The question really boils down to saying, “If anything close to my idea exists on the web should I even be building an implementation or should I spend the rest of my life waiting for another idea to show up?”

The reasons are multiple of course, but here I some I feel fairly strongly about.

I. Many Italian Restaurants.

I’ve talked about this before so I’m going to keep this point real short. We are perfectly ok with the idea of having two Spanish or Italian restaurants existing around the block but we cringe when we think about having two similar websites anywhere on the internet. Personally I still believe that even though the total distance from any website to another on the internet is just one click, there is some solid value in having choice of websites and services out there.

For one, it pushes innovation and allows the service owners to put a little bit of themselves and a whole lot of their imagination in the service. But then there are other bigger reasons why if you have an idea, a willingness to make a difference and the ability to contribute an implementation towards that idea you should go ahead an implement that idea, which transitions us to our next point.

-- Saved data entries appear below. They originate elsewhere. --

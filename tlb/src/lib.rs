use log::{debug, trace};

pub type Vpn = u32;
pub type Pfn = u32;

#[derive(Debug, Clone, Copy, Default, PartialEq, Eq)]
pub struct TlbEntry {
    pub valid: bool,
    pub vpn: Vpn,
    pub pfn: Pfn,
}

/// Fixed-capacity translation cache.
///
/// Entries are not tagged with a process, so the whole cache has to be
/// flushed whenever a different address space becomes active. There is no
/// eviction: an insert into a full cache is dropped.
#[derive(Debug, Clone)]
pub struct Tlb {
    entries: Vec<TlbEntry>,
}

impl Tlb {
    pub fn init(capacity: usize) -> Self {
        Self {
            entries: vec![TlbEntry::default(); capacity],
        }
    }

    pub fn capacity(&self) -> usize {
        self.entries.len()
    }

    /// Number of valid entries.
    pub fn len(&self) -> usize {
        self.entries.iter().filter(|e| e.valid).count()
    }

    pub fn is_empty(&self) -> bool {
        self.len() == 0
    }

    pub fn lookup(&self, vpn: Vpn) -> Option<Pfn> {
        self.entries
            .iter()
            .find(|e| e.valid && e.vpn == vpn)
            .map(|e| e.pfn)
    }

    pub fn insert(&mut self, vpn: Vpn, pfn: Pfn) {
        match self.entries.iter_mut().find(|e| !e.valid) {
            Some(slot) => {
                *slot = TlbEntry {
                    valid: true,
                    vpn,
                    pfn,
                };
                trace!("tlb insert {} -> {}", vpn, pfn);
            }
            None => debug!("TLB full, dropping {} -> {}", vpn, pfn),
        }
    }

    /// Clears every entry for `vpn`, duplicates included.
    pub fn invalidate(&mut self, vpn: Vpn) {
        for entry in self.entries.iter_mut().filter(|e| e.valid && e.vpn == vpn) {
            entry.valid = false;
        }
    }

    pub fn flush(&mut self) {
        for entry in self.entries.iter_mut() {
            entry.valid = false;
        }
        trace!("tlb flushed");
    }

    /// Valid entries in slot order.
    pub fn iter(&self) -> impl Iterator<Item = &TlbEntry> {
        self.entries.iter().filter(|e| e.valid)
    }
}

II. There is No Abstract Art. You Always Start By Building Something Real.

“There is no abstract art. You must always start with something (real). Afterwards you can remove all traces of reality.”  - Pablo Picasso.

Readers hideout is our attempt at making reading cool and providing you a gorgeous way to discuss books and meet interesting readers out there. We had a few ideas that would make Readers Hideout completely different from any of the other book tracking service out there. We had two options:

  1. Hide in a cave, build something for a year which implemented every single one of those different ideas, throw it out to you guys and see if it works.
  2. Throw out a basic version of the website that looks like most other services, ship it and then work on “removing all traces of reality” gradually over time.

We chose the latter. There is a reason why you do not see book categories on the website. There is a reason why we didn’t go out there and build the user group functionality. The honest comment here is that we don’t know all the answers yet but we’re also deeply convinced that the approaches most book sites out there allow readers to communicate are not the best of the approaches possible.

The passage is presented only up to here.